Task requirements:
Report each line from the data below that holds the word "when".

Collected data:
——
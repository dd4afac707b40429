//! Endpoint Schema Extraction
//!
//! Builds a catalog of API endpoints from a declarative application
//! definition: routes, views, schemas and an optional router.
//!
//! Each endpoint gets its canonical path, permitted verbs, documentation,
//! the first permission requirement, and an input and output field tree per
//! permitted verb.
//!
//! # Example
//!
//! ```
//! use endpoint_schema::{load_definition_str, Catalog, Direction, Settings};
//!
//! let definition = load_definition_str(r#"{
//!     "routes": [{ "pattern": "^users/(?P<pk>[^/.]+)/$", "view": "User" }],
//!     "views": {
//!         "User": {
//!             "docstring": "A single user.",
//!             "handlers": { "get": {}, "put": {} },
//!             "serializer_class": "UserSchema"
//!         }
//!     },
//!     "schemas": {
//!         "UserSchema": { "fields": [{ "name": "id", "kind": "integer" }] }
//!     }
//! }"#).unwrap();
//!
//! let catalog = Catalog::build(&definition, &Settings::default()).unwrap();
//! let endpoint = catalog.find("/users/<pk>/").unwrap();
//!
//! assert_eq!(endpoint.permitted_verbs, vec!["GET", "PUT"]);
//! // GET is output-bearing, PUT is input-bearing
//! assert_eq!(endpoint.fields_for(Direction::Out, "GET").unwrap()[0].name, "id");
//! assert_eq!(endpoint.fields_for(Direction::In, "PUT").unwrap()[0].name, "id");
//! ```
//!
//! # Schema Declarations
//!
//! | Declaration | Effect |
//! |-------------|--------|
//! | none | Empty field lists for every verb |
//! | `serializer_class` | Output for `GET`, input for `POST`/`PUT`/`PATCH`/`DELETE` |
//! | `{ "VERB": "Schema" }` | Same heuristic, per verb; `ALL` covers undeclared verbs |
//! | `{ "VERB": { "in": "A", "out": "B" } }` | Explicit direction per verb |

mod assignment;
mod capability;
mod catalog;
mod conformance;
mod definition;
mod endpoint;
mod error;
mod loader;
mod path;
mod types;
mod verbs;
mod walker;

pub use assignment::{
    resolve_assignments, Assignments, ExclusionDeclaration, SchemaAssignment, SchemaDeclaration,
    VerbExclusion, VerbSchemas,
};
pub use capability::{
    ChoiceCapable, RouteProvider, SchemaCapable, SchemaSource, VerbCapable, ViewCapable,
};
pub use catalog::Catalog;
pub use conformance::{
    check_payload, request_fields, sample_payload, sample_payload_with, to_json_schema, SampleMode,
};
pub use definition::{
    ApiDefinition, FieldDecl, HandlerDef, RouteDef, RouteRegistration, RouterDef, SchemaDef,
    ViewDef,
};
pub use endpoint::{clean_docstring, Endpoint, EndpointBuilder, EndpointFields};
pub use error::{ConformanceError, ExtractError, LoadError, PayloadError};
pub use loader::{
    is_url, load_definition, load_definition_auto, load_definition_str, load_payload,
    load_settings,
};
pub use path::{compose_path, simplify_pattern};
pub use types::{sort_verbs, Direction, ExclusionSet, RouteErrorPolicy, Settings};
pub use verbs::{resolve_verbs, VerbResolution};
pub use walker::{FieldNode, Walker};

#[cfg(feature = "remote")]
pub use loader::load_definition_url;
——
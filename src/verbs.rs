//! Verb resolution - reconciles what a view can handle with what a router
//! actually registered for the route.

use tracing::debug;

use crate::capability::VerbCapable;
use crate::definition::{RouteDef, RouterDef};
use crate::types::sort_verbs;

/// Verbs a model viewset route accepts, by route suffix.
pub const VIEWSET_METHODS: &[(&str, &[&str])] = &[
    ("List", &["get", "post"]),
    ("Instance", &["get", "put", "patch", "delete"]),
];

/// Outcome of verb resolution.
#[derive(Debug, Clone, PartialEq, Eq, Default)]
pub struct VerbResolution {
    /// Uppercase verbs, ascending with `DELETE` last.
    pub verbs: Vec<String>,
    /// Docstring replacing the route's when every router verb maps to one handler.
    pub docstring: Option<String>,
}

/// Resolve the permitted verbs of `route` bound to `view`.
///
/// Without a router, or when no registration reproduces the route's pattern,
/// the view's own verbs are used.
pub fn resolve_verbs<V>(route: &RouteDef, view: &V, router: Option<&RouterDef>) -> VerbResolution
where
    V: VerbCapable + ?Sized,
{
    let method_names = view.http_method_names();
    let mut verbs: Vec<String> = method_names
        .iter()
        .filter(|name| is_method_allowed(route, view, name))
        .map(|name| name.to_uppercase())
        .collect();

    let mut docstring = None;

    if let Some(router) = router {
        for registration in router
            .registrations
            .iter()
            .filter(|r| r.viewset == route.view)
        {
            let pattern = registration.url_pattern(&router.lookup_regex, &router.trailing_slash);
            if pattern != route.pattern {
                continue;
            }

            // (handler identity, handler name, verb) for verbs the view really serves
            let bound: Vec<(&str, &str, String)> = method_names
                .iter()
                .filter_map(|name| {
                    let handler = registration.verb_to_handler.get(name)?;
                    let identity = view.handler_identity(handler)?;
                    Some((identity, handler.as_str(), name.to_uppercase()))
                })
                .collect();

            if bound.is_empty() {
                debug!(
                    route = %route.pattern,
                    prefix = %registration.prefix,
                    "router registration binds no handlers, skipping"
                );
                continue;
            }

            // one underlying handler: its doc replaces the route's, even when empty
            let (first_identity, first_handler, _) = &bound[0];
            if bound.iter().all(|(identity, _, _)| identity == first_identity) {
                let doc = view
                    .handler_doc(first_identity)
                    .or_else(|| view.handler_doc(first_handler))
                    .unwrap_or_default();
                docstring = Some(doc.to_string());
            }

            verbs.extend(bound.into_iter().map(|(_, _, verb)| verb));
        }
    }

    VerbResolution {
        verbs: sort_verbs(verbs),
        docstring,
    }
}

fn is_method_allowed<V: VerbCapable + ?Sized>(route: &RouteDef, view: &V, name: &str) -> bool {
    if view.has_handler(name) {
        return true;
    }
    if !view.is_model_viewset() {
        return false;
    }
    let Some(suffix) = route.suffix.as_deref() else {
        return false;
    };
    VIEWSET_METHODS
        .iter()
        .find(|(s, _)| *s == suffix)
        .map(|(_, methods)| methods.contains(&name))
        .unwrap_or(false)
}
——
Output of the task:
    /// Docstring replacing the route's when every router verb maps to one handler.
/// Without a router, or when no registration reproduces the route's pattern,
            // one underlying handler: its doc replaces the route's, even when empty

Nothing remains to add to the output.